== Work to be completed ==
Work out how many lines in the data below contain the string "under", and reply with that figure alone.

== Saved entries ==

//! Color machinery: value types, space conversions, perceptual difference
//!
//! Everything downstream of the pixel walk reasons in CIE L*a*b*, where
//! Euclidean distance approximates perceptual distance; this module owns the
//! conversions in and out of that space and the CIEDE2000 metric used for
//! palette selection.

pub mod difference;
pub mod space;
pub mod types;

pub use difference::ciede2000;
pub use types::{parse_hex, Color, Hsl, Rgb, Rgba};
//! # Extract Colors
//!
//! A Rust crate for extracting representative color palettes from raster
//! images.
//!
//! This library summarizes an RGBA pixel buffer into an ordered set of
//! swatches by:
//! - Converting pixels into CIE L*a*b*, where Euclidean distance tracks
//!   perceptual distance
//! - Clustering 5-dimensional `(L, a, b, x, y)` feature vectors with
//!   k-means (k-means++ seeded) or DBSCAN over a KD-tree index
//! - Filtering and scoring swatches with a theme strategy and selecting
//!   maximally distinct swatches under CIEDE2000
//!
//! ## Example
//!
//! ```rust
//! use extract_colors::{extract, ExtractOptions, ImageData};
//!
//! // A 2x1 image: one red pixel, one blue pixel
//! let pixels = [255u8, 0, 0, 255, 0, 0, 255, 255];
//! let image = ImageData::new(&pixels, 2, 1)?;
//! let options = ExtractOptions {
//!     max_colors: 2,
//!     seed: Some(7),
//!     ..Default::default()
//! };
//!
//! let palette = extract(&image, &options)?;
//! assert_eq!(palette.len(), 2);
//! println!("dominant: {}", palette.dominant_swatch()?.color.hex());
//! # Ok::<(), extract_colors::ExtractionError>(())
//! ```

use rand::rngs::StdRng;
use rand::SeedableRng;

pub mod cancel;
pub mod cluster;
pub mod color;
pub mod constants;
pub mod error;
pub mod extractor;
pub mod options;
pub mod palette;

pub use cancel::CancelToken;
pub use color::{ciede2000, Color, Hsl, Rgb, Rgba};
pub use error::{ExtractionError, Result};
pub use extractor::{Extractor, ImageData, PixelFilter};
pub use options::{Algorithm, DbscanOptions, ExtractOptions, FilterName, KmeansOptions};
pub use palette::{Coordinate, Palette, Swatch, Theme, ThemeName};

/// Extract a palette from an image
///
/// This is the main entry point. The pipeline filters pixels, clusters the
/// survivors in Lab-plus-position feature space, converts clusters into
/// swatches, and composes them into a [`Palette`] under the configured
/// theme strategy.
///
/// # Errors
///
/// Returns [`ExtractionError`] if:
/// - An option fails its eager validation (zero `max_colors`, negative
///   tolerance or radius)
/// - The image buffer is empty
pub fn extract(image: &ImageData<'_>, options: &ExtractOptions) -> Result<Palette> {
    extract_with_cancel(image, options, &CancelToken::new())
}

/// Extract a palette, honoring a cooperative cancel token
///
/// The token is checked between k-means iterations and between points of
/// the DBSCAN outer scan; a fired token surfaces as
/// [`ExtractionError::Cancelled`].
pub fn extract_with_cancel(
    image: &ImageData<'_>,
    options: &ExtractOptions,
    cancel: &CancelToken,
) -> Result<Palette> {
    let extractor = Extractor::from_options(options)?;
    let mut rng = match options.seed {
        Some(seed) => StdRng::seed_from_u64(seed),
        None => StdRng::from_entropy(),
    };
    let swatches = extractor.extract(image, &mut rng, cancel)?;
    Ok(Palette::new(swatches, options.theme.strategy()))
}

== Solution for this exercise ==
2